La loi du 28 décembre 1966 codifie l’usage des nouvelles technologies. La sélection animale utilise désormais trois outils principaux: le contrôle de la performance de chaque animal qui permet d’évaluer leur potentiel de production, les index de sélection pour retenir les meilleurs pour la reproduction et enfin l’insémination artificielle, qui permet de diffuser la semence des meilleurs reproducteurs et d’organiser ainsi des plans d’accouplement. La loi de 1966 s’intéresse aux races les plus productives et préconise la disparition des petites races locales aux performances médiocres.
C’est le troisième goulet d’étranglement. Et cette fois-ci, la perte de diversité génétique est abyssale. Les meilleurs taureaux reproducteurs se retrouvent pères de milliers de vaches, si bien que le brassage génétique devient inexistant avec des risques accrus de consanguinité. Ainsi, chez la vache montbéliarde, une génisse qui naît aujourd’hui a de fortes chances de n’avoir qu’un seul grand-père, géniteur de son père et de sa mère.
De plus, en système industriel, la concentration d’animaux proches génétiquement favorise le développement des maladies. Dans le monde, 20 % de la production animale est perdue à cause des virus et bactéries. En France, 80 % des jeunes bovins sont vaccinés contre les pathologies respiratoires qui se diffusent à grande échelle et 30 % des vaches allaitantes sont vaccinées contre les diarrhées néonatales.

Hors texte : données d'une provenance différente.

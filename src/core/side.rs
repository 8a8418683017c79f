//! Team identification and per-team data storage.
//!
//! ## TeamSide
//!
//! Which of the two sides of the table a record belongs to. The note taker's
//! own team and the opposing team keep fully independent round histories.
//!
//! ## TeamPair
//!
//! Per-side data storage with O(1) access, indexable by `TeamSide`.

use serde::{Deserialize, Serialize};
use std::ops::{Index, IndexMut};

/// One of the two sides tracked in a game.
#[derive(Clone, Copy, Debug, PartialEq, Eq, Hash, Serialize, Deserialize)]
#[serde(rename_all = "camelCase")]
pub enum TeamSide {
    /// The note taker's own team.
    Own,
    /// The opposing team.
    Opponent,
}

impl TeamSide {
    /// Iterate over both sides, own team first.
    pub fn all() -> impl Iterator<Item = TeamSide> {
        [TeamSide::Own, TeamSide::Opponent].into_iter()
    }

    /// The other side.
    #[must_use]
    pub const fn other(self) -> TeamSide {
        match self {
            TeamSide::Own => TeamSide::Opponent,
            TeamSide::Opponent => TeamSide::Own,
        }
    }

    /// Storage index (own = 0, opponent = 1).
    #[must_use]
    pub const fn index(self) -> usize {
        match self {
            TeamSide::Own => 0,
            TeamSide::Opponent => 1,
        }
    }
}

impl std::fmt::Display for TeamSide {
    fn fmt(&self, f: &mut std::fmt::Formatter<'_>) -> std::fmt::Result {
        match self {
            TeamSide::Own => write!(f, "own team"),
            TeamSide::Opponent => write!(f, "opponent team"),
        }
    }
}

/// Per-side data storage with O(1) access.
///
/// Holds exactly one `T` per `TeamSide`.
///
/// ## Example
///
/// ```
/// use cipher_notes::core::{TeamPair, TeamSide};
///
/// let mut scores: TeamPair<i32> = TeamPair::with_value(0);
/// scores[TeamSide::Own] = 2;
///
/// assert_eq!(scores[TeamSide::Own], 2);
/// assert_eq!(scores[TeamSide::Opponent], 0);
/// ```
#[derive(Clone, Debug, PartialEq, Eq, Serialize, Deserialize)]
pub struct TeamPair<T> {
    own: T,
    opponent: T,
}

impl<T> TeamPair<T> {
    /// Create a pair from a factory function.
    ///
    /// The factory receives the `TeamSide` for each entry.
    pub fn new(factory: impl Fn(TeamSide) -> T) -> Self {
        Self {
            own: factory(TeamSide::Own),
            opponent: factory(TeamSide::Opponent),
        }
    }

    /// Create a pair with both entries set to the same value.
    pub fn with_value(value: T) -> Self
    where
        T: Clone,
    {
        Self::new(|_| value.clone())
    }

    /// Create a pair with default values.
    pub fn with_default() -> Self
    where
        T: Default,
    {
        Self::new(|_| T::default())
    }

    /// Get a reference to one side's data.
    #[must_use]
    pub fn get(&self, side: TeamSide) -> &T {
        match side {
            TeamSide::Own => &self.own,
            TeamSide::Opponent => &self.opponent,
        }
    }

    /// Get a mutable reference to one side's data.
    pub fn get_mut(&mut self, side: TeamSide) -> &mut T {
        match side {
            TeamSide::Own => &mut self.own,
            TeamSide::Opponent => &mut self.opponent,
        }
    }

    /// Iterate over (TeamSide, &T) pairs, own team first.
    pub fn iter(&self) -> impl Iterator<Item = (TeamSide, &T)> {
        [
            (TeamSide::Own, &self.own),
            (TeamSide::Opponent, &self.opponent),
        ]
        .into_iter()
    }
}

impl<T> Index<TeamSide> for TeamPair<T> {
    type Output = T;

    fn index(&self, side: TeamSide) -> &Self::Output {
        self.get(side)
    }
}

impl<T> IndexMut<TeamSide> for TeamPair<T> {
    fn index_mut(&mut self, side: TeamSide) -> &mut Self::Output {
        self.get_mut(side)
    }
}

Des risques de consanguinité sous-évalués
Dans les années 1970-2000, un petit nombre de super-reproducteurs tels Elevation, Chief, O-Man… ont eu des centaines de milliers de descendants, influençant fortement le patrimoine génétique de la race holstein. Si les gènes de ces taureaux garantissent aujourd’hui les capacités de production exceptionnelles de cette laitière de premier plan, les risques de consanguinité au sein du cheptel ont fortement augmenté. En France, les éleveurs sont invités à communiquer à l’Observatoire national des anomalies bovines (www.onab.fr) les signalements de veaux nés avec des malformations ou des tares.

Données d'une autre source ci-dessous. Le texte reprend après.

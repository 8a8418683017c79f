//! Round records: finalized history entries and the in-progress round.
//!
//! `positions[h]` is the 1-based column that hint `h` currently occupies.
//! Only the first `hint_count` entries are live; the spare slot at the end
//! (the unclaimed fourth column in the classic variant) is a placeholder and
//! is exempt from the injectivity invariant.

use serde::{Deserialize, Serialize};
use smallvec::SmallVec;

use super::config::NotesConfig;

/// Hint strings, one per column slot.
pub type Hints = SmallVec<[String; 4]>;

/// Column assignment per hint index.
pub type Positions = SmallVec<[u8; 4]>;

/// A finalized round in a team's history.
#[derive(Clone, Debug, PartialEq, Eq, Serialize, Deserialize)]
#[serde(rename_all = "camelCase")]
pub struct Round {
    /// Round number at finalize time. Never renumbered, even after deletes.
    pub number: u32,

    /// The 3 hint words given this round.
    pub hints: Hints,

    /// Column occupied by each hint.
    pub positions: Positions,

    /// Derived answer code (or the string typed during a manual edit).
    pub answer: String,

    /// Snapshot of the opponent's guessed terms at finalize time.
    /// Present only on opponent-side rounds.
    #[serde(default, skip_serializing_if = "Option::is_none")]
    pub guessed_terms: Option<Hints>,
}

/// The in-progress round for one team: hints entered so far and where they
/// have been dragged.
#[derive(Clone, Debug, PartialEq, Eq, Serialize, Deserialize)]
#[serde(rename_all = "camelCase")]
pub struct WorkingRound {
    pub hints: Hints,
    pub positions: Positions,
}

impl WorkingRound {
    /// A fresh working round: empty hints, identity column placement.
    #[must_use]
    pub fn fresh(config: &NotesConfig) -> Self {
        Self {
            hints: (0..config.column_count).map(|_| String::new()).collect(),
            positions: (1..=config.column_count as u8).collect(),
        }
    }

    /// Are the first `hint_count` hints all non-blank after trimming?
    #[must_use]
    pub fn is_complete(&self, config: &NotesConfig) -> bool {
        self.blank_hints(config).is_empty()
    }

    /// Indices of blank (or missing) hints among the active slots.
    #[must_use]
    pub fn blank_hints(&self, config: &NotesConfig) -> Vec<usize> {
        (0..config.hint_count)
            .filter(|&i| self.hints.get(i).map_or(true, |h| h.trim().is_empty()))
            .collect()
    }
}

#[cfg(test)]
mod tests {
    use super::*;
    use smallvec::smallvec;

    #[test]
    fn test_fresh_defaults() {
        let working = WorkingRound::fresh(&NotesConfig::classic());

        assert_eq!(working.hints.len(), 4);
        assert!(working.hints.iter().all(String::is_empty));
        assert_eq!(working.positions.as_slice(), &[1, 2, 3, 4]);
    }

    #[test]
    fn test_fresh_compact_variant() {
        let working = WorkingRound::fresh(&NotesConfig::compact());

        assert_eq!(working.hints.len(), 3);
        assert_eq!(working.positions.as_slice(), &[1, 2, 3]);
    }

    #[test]
    fn test_blank_hints() {
        let config = NotesConfig::classic();
        let mut working = WorkingRound::fresh(&config);
        assert_eq!(working.blank_hints(&config), vec![0, 1, 2]);

        working.hints[0] = "apple".into();
        working.hints[2] = "  ".into(); // whitespace only counts as blank
        assert_eq!(working.blank_hints(&config), vec![1, 2]);

        working.hints[1] = "boat".into();
        working.hints[2] = "cloud".into();
        assert!(working.is_complete(&config));
    }

    #[test]
    fn test_round_serde_shape() {
        let round = Round {
            number: 2,
            hints: smallvec!["a".into(), "b".into(), "c".into()],
            positions: smallvec![2, 4, 1, 4],
            answer: "241".into(),
            guessed_terms: None,
        };

        let json = serde_json::to_value(&round).unwrap();
        assert_eq!(json["number"], 2);
        assert_eq!(json["answer"], "241");
        // Absent snapshot stays off the wire entirely.
        assert!(json.get("guessedTerms").is_none());

        let back: Round = serde_json::from_value(json).unwrap();
        assert_eq!(back, round);
    }
}
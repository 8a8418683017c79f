//! Game identifiers and deterministic id generation.
//!
//! Ids are opaque strings of the form `game_<unix millis>_<random suffix>`,
//! matching what earlier note files already contain, so old data keeps
//! loading. The random suffix comes from a seedable ChaCha8 generator:
//! tests construct the generator from a fixed seed and get a reproducible
//! id sequence.

use chrono::{DateTime, Utc};
use rand::{Rng, SeedableRng};
use rand_chacha::ChaCha8Rng;
use serde::{Deserialize, Serialize};

/// Length of the random base-36 suffix on generated ids.
const SUFFIX_LEN: usize = 9;

const BASE36: &[u8; 36] = b"0123456789abcdefghijklmnopqrstuvwxyz";

/// Opaque game identifier.
#[derive(Clone, Debug, PartialEq, Eq, Hash, PartialOrd, Ord, Serialize, Deserialize)]
#[serde(transparent)]
pub struct GameId(String);

impl GameId {
    /// Wrap an existing id string (e.g. parsed from a route or old data).
    pub fn new(id: impl Into<String>) -> Self {
        Self(id.into())
    }

    /// The id as a string slice.
    #[must_use]
    pub fn as_str(&self) -> &str {
        &self.0
    }
}

impl std::fmt::Display for GameId {
    fn fmt(&self, f: &mut std::fmt::Formatter<'_>) -> std::fmt::Result {
        f.write_str(&self.0)
    }
}

impl From<&str> for GameId {
    fn from(id: &str) -> Self {
        Self(id.to_owned())
    }
}

/// Deterministic game id generator.
///
/// Same seed produces the same suffix sequence; the timestamp half of the
/// id is supplied by the caller.
#[derive(Clone, Debug)]
pub struct IdGen {
    inner: ChaCha8Rng,
}

impl IdGen {
    /// Create a generator with the given seed.
    #[must_use]
    pub fn new(seed: u64) -> Self {
        Self {
            inner: ChaCha8Rng::seed_from_u64(seed),
        }
    }

    /// Create a generator seeded from OS entropy.
    #[must_use]
    pub fn from_entropy() -> Self {
        Self {
            inner: ChaCha8Rng::from_entropy(),
        }
    }

    /// Generate the next id, stamped with `now`.
    pub fn next_id(&mut self, now: DateTime<Utc>) -> GameId {
        let suffix: String = (0..SUFFIX_LEN)
            .map(|_| BASE36[self.inner.gen_range(0..BASE36.len())] as char)
            .collect();
        GameId(format!("game_{}_{}", now.timestamp_millis(), suffix))
    }
}

#[cfg(test)]
mod tests {
    use super::*;
    use chrono::TimeZone;

    fn fixed_now() -> DateTime<Utc> {
        Utc.with_ymd_and_hms(2024, 5, 1, 12, 0, 0).unwrap()
    }

    #[test]
    fn test_id_format() {
        let mut gen = IdGen::new(42);
        let id = gen.next_id(fixed_now());

        let parts: Vec<_> = id.as_str().split('_').collect();
        assert_eq!(parts.len(), 3);
        assert_eq!(parts[0], "game");
        assert_eq!(parts[1], fixed_now().timestamp_millis().to_string());
        assert_eq!(parts[2].len(), SUFFIX_LEN);
        assert!(parts[2].chars().all(|c| c.is_ascii_alphanumeric()));
    }

    #[test]
    fn test_determinism() {
        let mut gen1 = IdGen::new(7);
        let mut gen2 = IdGen::new(7);

        for _ in 0..10 {
            assert_eq!(gen1.next_id(fixed_now()), gen2.next_id(fixed_now()));
        }
    }

    #[test]
    fn test_sequence_is_unique() {
        let mut gen = IdGen::new(7);
        let a = gen.next_id(fixed_now());
        let b = gen.next_id(fixed_now());
        assert_ne!(a, b);
    }

    #[test]
    fn test_id_serde_transparent() {
        let id = GameId::new("game_123_abcdefghi");
        let json = serde_json::to_string(&id).unwrap();
        assert_eq!(json, "\"game_123_abcdefghi\"");

        let back: GameId = serde_json::from_str(&json).unwrap();
        assert_eq!(back, id);
    }
}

« Malheureusement, nous n’enregistrons que 500 signalements par an pour 6 millions de naissances toutes races confondues, ce qui suggère que la plupart des cas ne sont pas recensés « , déplore Aurélien Capitan, généticien à l’Institut national de la recherche agronomique (Inrae). Les désordres immunitaires ou métaboliques d’origine génétique sont souvent confondus avec des maladies banales qui affectent les veaux ; aussi une nouvelle méthode permet aujourd’hui de repérer des régions du génome liées à une surmortalité juvénile ou à une réduction de la vie productive des vaches. « L’une des découvertes majeures, c’est la détection du syndrome Blird qui, chez les holstein, provoque un déficit de l’immunité intestinale et des retards de croissance « , se félicite le chercheur. La méthode devrait aussi permettre de repérer des mutations chez les taureaux reproducteurs.

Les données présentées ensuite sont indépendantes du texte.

//! Application layer: every user-level mutation as a store transaction.
//!
//! `AppContext` replaces the original notes app's global `currentGameId` /
//! whole-store globals with an explicit context object: the active game id
//! and the store handle travel together, and each operation is a full
//! load → mutate → stamp `updated_at` → save cycle. Single user, single
//! thread; the save call is atomic from the caller's perspective.

use chrono::Utc;
use thiserror::Error;

use crate::core::{Game, GameId, Hints, IdGen, NotesConfig, Round, TeamSide};
use crate::engine::{AnswerParse, EngineError};
use crate::store::{GameStore, StoreError};

/// Errors surfaced to the UI shell.
#[derive(Debug, Error)]
pub enum NotesError {
    #[error("no game with id {0}")]
    GameNotFound(GameId),

    #[error("no game is open")]
    NoActiveGame,

    #[error("the {side} does not track guessed terms")]
    NoGuessedTerms { side: TeamSide },

    #[error("guessed-term slot {slot} out of range (have {len})")]
    TermSlotOutOfRange { slot: usize, len: usize },

    #[error(transparent)]
    Engine(#[from] EngineError),

    #[error(transparent)]
    Store(#[from] StoreError),
}

/// List-view entry: enough to render a game card.
#[derive(Clone, Debug, PartialEq, Eq)]
pub struct GameSummary {
    pub id: GameId,
    pub name: String,
    pub created_at: chrono::DateTime<Utc>,
    pub updated_at: chrono::DateTime<Utc>,
}

/// The application context handed to every UI handler.
pub struct AppContext<S: GameStore> {
    store: S,
    config: NotesConfig,
    ids: IdGen,
    active: Option<GameId>,
}

impl<S: GameStore> AppContext<S> {
    /// Context over a store, classic variant, entropy-seeded ids.
    #[must_use]
    pub fn new(store: S) -> Self {
        Self {
            store,
            config: NotesConfig::classic(),
            ids: IdGen::from_entropy(),
            active: None,
        }
    }

    /// Track a different game variant.
    #[must_use]
    pub fn with_config(mut self, config: NotesConfig) -> Self {
        self.config = config;
        self
    }

    /// Use a specific id generator (deterministic in tests).
    #[must_use]
    pub fn with_ids(mut self, ids: IdGen) -> Self {
        self.ids = ids;
        self
    }

    /// The variant being tracked.
    #[must_use]
    pub fn config(&self) -> &NotesConfig {
        &self.config
    }

    /// The currently open game, if any.
    #[must_use]
    pub fn active_game(&self) -> Option<&GameId> {
        self.active.as_ref()
    }

    // === Game list operations ===

    /// Create a game and open it. A blank or missing name gets the
    /// date-stamped default.
    pub fn create_game(&mut self, name: Option<&str>) -> Result<GameId, NotesError> {
        let now = Utc::now();
        let id = self.ids.next_id(now);

        let name = match name.map(str::trim) {
            Some(name) if !name.is_empty() => name.to_owned(),
            _ => Game::default_name(now),
        };

        let mut games = self.store.load();
        games.insert(id.clone(), Game::new(id.clone(), name, now, &self.config));
        self.store.save(&games)?;

        self.active = Some(id.clone());
        Ok(id)
    }

    /// Game summaries, most recently updated first.
    #[must_use]
    pub fn list_games(&self) -> Vec<GameSummary> {
        let games = self.store.load();
        let mut summaries: Vec<_> = games
            .values()
            .map(|game| GameSummary {
                id: game.id.clone(),
                name: game.name.clone(),
                created_at: game.created_at,
                updated_at: game.updated_at,
            })
            .collect();
        summaries.sort_by(|a, b| b.updated_at.cmp(&a.updated_at));
        summaries
    }

    /// Open a game for detail-view operations.
    pub fn open_game(&mut self, id: &GameId) -> Result<Game, NotesError> {
        let games = self.store.load();
        let game = games
            .get(id)
            .cloned()
            .ok_or_else(|| NotesError::GameNotFound(id.clone()))?;
        self.active = Some(id.clone());
        Ok(game)
    }

    /// Fetch a game without opening it.
    pub fn fetch(&self, id: &GameId) -> Result<Game, NotesError> {
        self.store
            .load()
            .get(id)
            .cloned()
            .ok_or_else(|| NotesError::GameNotFound(id.clone()))
    }

    /// Return to the list view.
    pub fn close_game(&mut self) {
        self.active = None;
    }

    /// Rename a game. A blank name falls back to `"Game"`.
    pub fn rename_game(&mut self, id: &GameId, name: &str) -> Result<(), NotesError> {
        let mut games = self.store.load();
        let game = games
            .get_mut(id)
            .ok_or_else(|| NotesError::GameNotFound(id.clone()))?;

        let name = name.trim();
        game.name = if name.is_empty() { "Game".to_owned() } else { name.to_owned() };
        game.touch(Utc::now());

        self.store.save(&games)?;
        Ok(())
    }

    /// Delete one game.
    pub fn delete_game(&mut self, id: &GameId) -> Result<(), NotesError> {
        let mut games = self.store.load();
        if games.remove(id).is_none() {
            return Err(NotesError::GameNotFound(id.clone()));
        }
        self.store.save(&games)?;

        if self.active.as_ref() == Some(id) {
            self.active = None;
        }
        Ok(())
    }

    /// Delete a batch of games. Ids not present are skipped.
    pub fn delete_games(&mut self, ids: &[GameId]) -> Result<(), NotesError> {
        let mut games = self.store.load();
        for id in ids {
            games.remove(id);
        }
        self.store.save(&games)?;

        if self.active.as_ref().is_some_and(|active| ids.contains(active)) {
            self.active = None;
        }
        Ok(())
    }

    // === Detail-view operations (require an open game) ===

    /// Set a hint word, on the working round (`round_index: None`) or a
    /// finalized round. Input is trimmed.
    pub fn set_hint(
        &mut self,
        side: TeamSide,
        round_index: Option<usize>,
        hint_index: usize,
        text: &str,
    ) -> Result<(), NotesError> {
        let text = text.trim().to_owned();
        self.mutate_active(|game, _| {
            game.team_mut(side).set_hint(round_index, hint_index, text)?;
            Ok(())
        })
    }

    /// Set one of the opponent's guessed-term slots.
    pub fn set_guessed_term(
        &mut self,
        side: TeamSide,
        slot: usize,
        text: &str,
    ) -> Result<(), NotesError> {
        let text = text.to_owned();
        self.mutate_active(|game, _| {
            let terms = game
                .team_mut(side)
                .guessed_terms
                .as_mut()
                .ok_or(NotesError::NoGuessedTerms { side })?;

            let len = terms.len();
            let term = terms
                .get_mut(slot)
                .ok_or(NotesError::TermSlotOutOfRange { slot, len })?;
            *term = text;
            Ok(())
        })
    }

    /// Apply a drag outcome: move the hint at `from_col` to `to_col`,
    /// swapping with any occupant. A historical round also gets its stored
    /// answer refreshed.
    pub fn place_hint(
        &mut self,
        side: TeamSide,
        round_index: Option<usize>,
        from_col: u8,
        to_col: u8,
    ) -> Result<(), NotesError> {
        self.mutate_active(|game, config| {
            let team = game.team_mut(side);
            match round_index {
                Some(index) => team.swap_round_columns(config, index, from_col, to_col)?,
                None => team.swap_working_columns(config, from_col, to_col),
            }
            Ok(())
        })
    }

    /// Finalize one side's working round. Returns the assigned round number.
    pub fn finalize_round(&mut self, side: TeamSide) -> Result<u32, NotesError> {
        self.mutate_active(|game, config| Ok(game.finalize_round(side, config)?))
    }

    /// Replace a finalized round's hints and answer. Inputs are trimmed;
    /// invalid answer digits fall back to identity columns and are logged.
    pub fn edit_round(
        &mut self,
        side: TeamSide,
        index: usize,
        hints: &[&str],
        answer: &str,
    ) -> Result<AnswerParse, NotesError> {
        let hints: Hints = hints.iter().map(|h| h.trim().to_owned()).collect();
        let answer = answer.trim().to_owned();

        self.mutate_active(|game, config| {
            let parse = game.team_mut(side).edit_round(index, hints, &answer, config)?;
            if !parse.is_clean() {
                tracing::warn!(
                    "answer {answer:?} has invalid column digits at {:?}; kept identity placement",
                    parse.invalid
                );
            }
            Ok(parse)
        })
    }

    /// Delete a finalized round. Survivors keep their round numbers.
    pub fn delete_round(&mut self, side: TeamSide, index: usize) -> Result<Round, NotesError> {
        self.mutate_active(|game, _| Ok(game.team_mut(side).delete_round(index)?))
    }

    /// Load, apply `mutate` to the active game, stamp, save.
    ///
    /// Nothing is persisted when `mutate` fails, matching the original's
    /// validate-before-commit behavior.
    fn mutate_active<T>(
        &mut self,
        mutate: impl FnOnce(&mut Game, &NotesConfig) -> Result<T, NotesError>,
    ) -> Result<T, NotesError> {
        let id = self.active.clone().ok_or(NotesError::NoActiveGame)?;

        let mut games = self.store.load();
        let game = games
            .get_mut(&id)
            .ok_or(NotesError::GameNotFound(id))?;

        let out = mutate(game, &self.config)?;
        game.touch(Utc::now());

        self.store.save(&games)?;
        Ok(out)
    }
}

Un encouragement à restaurer les races rustiques
Est-ce la fin d’un modèle intensif ? Les grands troupeaux sont encore largement majoritaires dans les deux Amériques et en Australie. L’Organisation des Nations unies pour l’alimentation et l’agriculture (FAO) plaide aujourd’hui pour des élevages moins concentrés qui fassent une place importante au bien-être des animaux et travaille à la restauration des races rustiques qui possèdent peut-être les gènes permettant d’adapter les bovins au changement climatique. La vache est à l’orée d’un nouveau chapitre de son histoire.